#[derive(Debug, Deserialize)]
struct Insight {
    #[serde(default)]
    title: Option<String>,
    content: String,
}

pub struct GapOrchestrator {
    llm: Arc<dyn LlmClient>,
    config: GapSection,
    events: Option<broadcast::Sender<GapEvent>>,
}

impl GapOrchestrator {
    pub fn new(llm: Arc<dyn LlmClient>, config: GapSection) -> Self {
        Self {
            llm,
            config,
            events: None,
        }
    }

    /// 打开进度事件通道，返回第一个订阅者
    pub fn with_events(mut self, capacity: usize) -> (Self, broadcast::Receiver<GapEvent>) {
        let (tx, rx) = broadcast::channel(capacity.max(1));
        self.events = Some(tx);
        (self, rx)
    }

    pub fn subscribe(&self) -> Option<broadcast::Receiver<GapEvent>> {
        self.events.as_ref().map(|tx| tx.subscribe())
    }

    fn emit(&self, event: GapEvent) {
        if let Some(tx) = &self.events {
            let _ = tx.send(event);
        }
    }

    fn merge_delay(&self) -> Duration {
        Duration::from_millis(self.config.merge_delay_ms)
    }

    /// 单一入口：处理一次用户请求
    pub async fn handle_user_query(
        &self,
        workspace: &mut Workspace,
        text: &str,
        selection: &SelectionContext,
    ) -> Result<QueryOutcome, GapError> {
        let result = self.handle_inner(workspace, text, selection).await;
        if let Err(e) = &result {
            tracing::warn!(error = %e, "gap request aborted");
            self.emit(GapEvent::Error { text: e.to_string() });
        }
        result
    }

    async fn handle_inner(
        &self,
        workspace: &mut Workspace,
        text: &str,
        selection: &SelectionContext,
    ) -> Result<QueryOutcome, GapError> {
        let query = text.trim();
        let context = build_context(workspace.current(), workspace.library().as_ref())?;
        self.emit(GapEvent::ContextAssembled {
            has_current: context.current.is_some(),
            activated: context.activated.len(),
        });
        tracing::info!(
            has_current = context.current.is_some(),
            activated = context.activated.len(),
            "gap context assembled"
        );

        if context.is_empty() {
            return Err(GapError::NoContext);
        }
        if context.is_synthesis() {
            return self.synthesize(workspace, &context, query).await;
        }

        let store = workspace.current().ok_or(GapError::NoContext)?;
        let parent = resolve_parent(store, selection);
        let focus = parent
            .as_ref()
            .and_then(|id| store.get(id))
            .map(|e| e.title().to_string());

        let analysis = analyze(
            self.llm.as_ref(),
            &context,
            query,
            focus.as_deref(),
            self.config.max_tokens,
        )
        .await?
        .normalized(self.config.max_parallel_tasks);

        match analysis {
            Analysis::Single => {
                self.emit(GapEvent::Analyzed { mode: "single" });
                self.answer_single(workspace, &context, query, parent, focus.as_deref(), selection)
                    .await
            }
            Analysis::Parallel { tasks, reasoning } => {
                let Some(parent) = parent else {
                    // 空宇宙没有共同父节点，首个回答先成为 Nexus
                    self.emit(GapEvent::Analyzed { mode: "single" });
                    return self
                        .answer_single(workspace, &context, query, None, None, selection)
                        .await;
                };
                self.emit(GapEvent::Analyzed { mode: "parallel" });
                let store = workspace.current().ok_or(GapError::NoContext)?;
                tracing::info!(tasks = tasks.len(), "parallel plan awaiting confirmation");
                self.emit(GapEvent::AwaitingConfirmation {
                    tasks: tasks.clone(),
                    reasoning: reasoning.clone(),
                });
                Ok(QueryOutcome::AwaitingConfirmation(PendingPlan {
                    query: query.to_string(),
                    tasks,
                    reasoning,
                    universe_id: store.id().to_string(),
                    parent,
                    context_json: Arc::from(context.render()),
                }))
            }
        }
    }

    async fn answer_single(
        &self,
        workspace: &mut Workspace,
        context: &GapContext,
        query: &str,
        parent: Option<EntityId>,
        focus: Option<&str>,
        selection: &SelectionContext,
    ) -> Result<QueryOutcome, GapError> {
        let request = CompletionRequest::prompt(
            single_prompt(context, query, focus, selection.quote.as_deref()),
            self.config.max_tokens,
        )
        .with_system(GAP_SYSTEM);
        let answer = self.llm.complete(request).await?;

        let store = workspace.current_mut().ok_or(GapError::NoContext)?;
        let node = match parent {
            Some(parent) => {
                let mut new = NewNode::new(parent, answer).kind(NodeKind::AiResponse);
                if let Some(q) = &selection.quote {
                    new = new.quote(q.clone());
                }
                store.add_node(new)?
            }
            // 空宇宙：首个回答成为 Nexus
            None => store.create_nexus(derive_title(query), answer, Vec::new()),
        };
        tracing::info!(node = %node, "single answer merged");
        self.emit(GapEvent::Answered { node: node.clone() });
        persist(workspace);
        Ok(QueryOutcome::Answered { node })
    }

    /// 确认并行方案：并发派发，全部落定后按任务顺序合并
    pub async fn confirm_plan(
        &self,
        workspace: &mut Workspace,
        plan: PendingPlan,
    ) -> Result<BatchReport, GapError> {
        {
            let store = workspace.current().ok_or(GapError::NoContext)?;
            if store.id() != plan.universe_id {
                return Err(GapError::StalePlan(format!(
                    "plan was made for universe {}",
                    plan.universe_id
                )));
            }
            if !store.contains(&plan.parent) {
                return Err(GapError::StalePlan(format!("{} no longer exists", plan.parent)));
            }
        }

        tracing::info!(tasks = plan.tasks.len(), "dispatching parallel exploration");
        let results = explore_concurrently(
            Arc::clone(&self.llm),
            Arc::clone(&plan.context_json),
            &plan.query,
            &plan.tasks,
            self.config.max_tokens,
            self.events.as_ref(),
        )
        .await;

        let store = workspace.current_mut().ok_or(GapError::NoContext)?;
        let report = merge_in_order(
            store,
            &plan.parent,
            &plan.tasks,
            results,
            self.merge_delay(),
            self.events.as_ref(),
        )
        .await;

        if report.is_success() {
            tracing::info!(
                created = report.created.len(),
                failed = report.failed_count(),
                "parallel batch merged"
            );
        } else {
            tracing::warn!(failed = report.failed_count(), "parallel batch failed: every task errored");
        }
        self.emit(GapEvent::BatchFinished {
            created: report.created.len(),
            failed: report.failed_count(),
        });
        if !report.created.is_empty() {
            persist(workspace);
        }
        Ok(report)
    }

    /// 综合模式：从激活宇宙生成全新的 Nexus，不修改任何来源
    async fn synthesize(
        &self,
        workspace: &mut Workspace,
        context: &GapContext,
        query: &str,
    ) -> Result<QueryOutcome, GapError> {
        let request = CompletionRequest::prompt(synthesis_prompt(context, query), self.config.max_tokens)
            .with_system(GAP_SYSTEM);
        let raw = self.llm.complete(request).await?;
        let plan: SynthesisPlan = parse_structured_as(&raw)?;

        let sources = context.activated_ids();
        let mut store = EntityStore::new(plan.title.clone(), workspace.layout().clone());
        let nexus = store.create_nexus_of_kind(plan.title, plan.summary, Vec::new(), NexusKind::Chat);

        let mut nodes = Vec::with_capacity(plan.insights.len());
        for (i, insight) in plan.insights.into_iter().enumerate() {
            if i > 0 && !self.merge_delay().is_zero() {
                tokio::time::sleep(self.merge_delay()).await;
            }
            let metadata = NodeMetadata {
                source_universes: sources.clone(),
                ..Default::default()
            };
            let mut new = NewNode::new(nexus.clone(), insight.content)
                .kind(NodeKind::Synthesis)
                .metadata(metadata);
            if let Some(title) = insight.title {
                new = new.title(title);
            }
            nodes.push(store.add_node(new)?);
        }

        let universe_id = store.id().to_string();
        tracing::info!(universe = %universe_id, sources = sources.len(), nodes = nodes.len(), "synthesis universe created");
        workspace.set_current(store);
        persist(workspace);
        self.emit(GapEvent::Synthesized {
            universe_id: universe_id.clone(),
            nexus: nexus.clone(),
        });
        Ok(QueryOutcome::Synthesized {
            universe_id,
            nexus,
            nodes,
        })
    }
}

--------

▶ **WHAT IS EXPECTED**
How many lines in these entries hold the string "emit"? Answer with the number alone.

▶ **SOLUTION FOR THIS PROBLEM**
10